Show HN: Three new Kitten TTS models – smallest less than 25MB
Model capabilities & quality
- New KittenTTS models range from ~15–80M params; smallest under 25MB.
- Many users impressed by quality vs size, especially the 15M model outperforming the project’s previous 80M version.
- Prosody and expressiveness are praised for a tiny model, but issues remain with numbers, abbreviations, and some technical terms.
- Small models are said to struggle more with prosody; author claims next releases will further improve rhythm and intonation.

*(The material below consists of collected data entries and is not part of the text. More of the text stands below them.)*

//! Async HTTP access layer for the gilcat REST API.
//!
//! Translates resource-level intents (list cats, toggle a like, upload
//! photos…) into authenticated, timeout-bounded, retried HTTP calls and
//! decodes the `{success, data, …}` response envelope into typed values at
//! the boundary. Nothing past this crate sees raw server shapes.
//!
//! Transient failures (timeouts, transport errors, 5xx) are retried with
//! exponential backoff; validation and other 4xx failures surface
//! immediately. See [`Error::is_retryable`].

pub mod auth;
pub mod cats;
pub mod client;
pub mod community;
pub mod envelope;
pub mod error;
pub mod retry;
pub mod token;

use std::time::Duration;

pub use client::{ApiClient, FilePart};
pub use error::{Error, Result};
pub use retry::RetryPolicy;
pub use token::{FileTokenStore, MemoryTokenStore, TokenStore};

/// Local development origin used when no base URL is configured.
pub const DEFAULT_BASE_URL: &str = "http://localhost:8080/api";

/// Connection settings for the gilcat API.
#[derive(Debug, Clone)]
pub struct ClientConfig {
  /// Origin plus path prefix for every request.
  pub base_url:       String,
  /// Per-request abort deadline. Uploads get twice this.
  pub timeout:        Duration,
  /// Maximum attempts per call, counting the first.
  pub retry_attempts: u32,
  /// Base backoff unit; attempt n sleeps `retry_delay × 2^(n−1)`.
  pub retry_delay:    Duration,
}

impl Default for ClientConfig {
  fn default() -> Self {
    Self {
      base_url:       DEFAULT_BASE_URL.to_string(),
      timeout:        Duration::from_secs(10),
      retry_attempts: 3,
      retry_delay:    Duration::from_secs(1),
    }
  }
}

impl ClientConfig {
  /// Default configuration with the base URL taken from `GILCAT_API_URL`
  /// when that variable is set and non-empty.
  pub fn from_env() -> Self {
    let mut config = Self::default();
    if let Ok(url) = std::env::var("GILCAT_API_URL")
      && !url.is_empty()
    {
      config.base_url = url;
    }
    config
  }
}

Voices, accents & customization
- Current voices are described as somewhat “cartoon/anime/helium”; several people want more neutral, professional voices for business and audiobooks.
- Requests for custom voice cloning, realistic accents, and more “serious” voices. A DIY custom-voice path and better pro voices are promised soon, plus a cloning model (15M–500M).
- Interest in specific languages: Spanish, French, German, Japanese, Bengali, Norwegian, Irish/British/Welsh accents. Multilingual and Japanese support are said to be in progress.
Control, tags & expressivity
- Strong demand for finer control: pitch/speed/volume, emotional tags ([sarcastically], [happily]), non-speech sounds ([gasp], [laughter], [clapping]), and intonation control.
- Current version does not support expressive tags, but developer is considering a small, well-defined tag set and possibly streaming/chunked generation.
Platforms, deployment & APIs
- High interest in on-device/mobile: iOS, Android (as system TTS for ebook readers, screen readers), Raspberry Pi, MCUs, browser/WebAssembly, C++/ONNX, and JS packages.
- Mobile SDK, custom inference engine, streaming support, browser/edge SDK, and text–audio alignment output are all on the roadmap.
- Edge/Next.js and Arduino-style chip deployment are seen as compelling due to the small model size.
Installation, dependencies & tooling
- Many complaints about Python environment issues: huge Torch/CUDA dependency chain (multiple GB), version incompatibilities (Python 3.14, spaCy, misaki), and packaging bloat.
- Community members share workarounds (CPU-only Torch, trimming unused imports, CLI wrappers) and ask for simpler, self-contained binaries or CLIs.
- The maintainer acknowledges environment problems and promises to slim dependencies, add better env tooling (uv/conda), and fix packaging bugs.
Use cases & related wishes
- Mentioned use cases: article/news/audiobook reading, screen readers, epub readers, automated business calls, home assistants, virtual pets, and offline accessibility.
- Some ask about STT models; the team says they are working on small STT with better formatting (line breaks, quotes) rather than just low WER.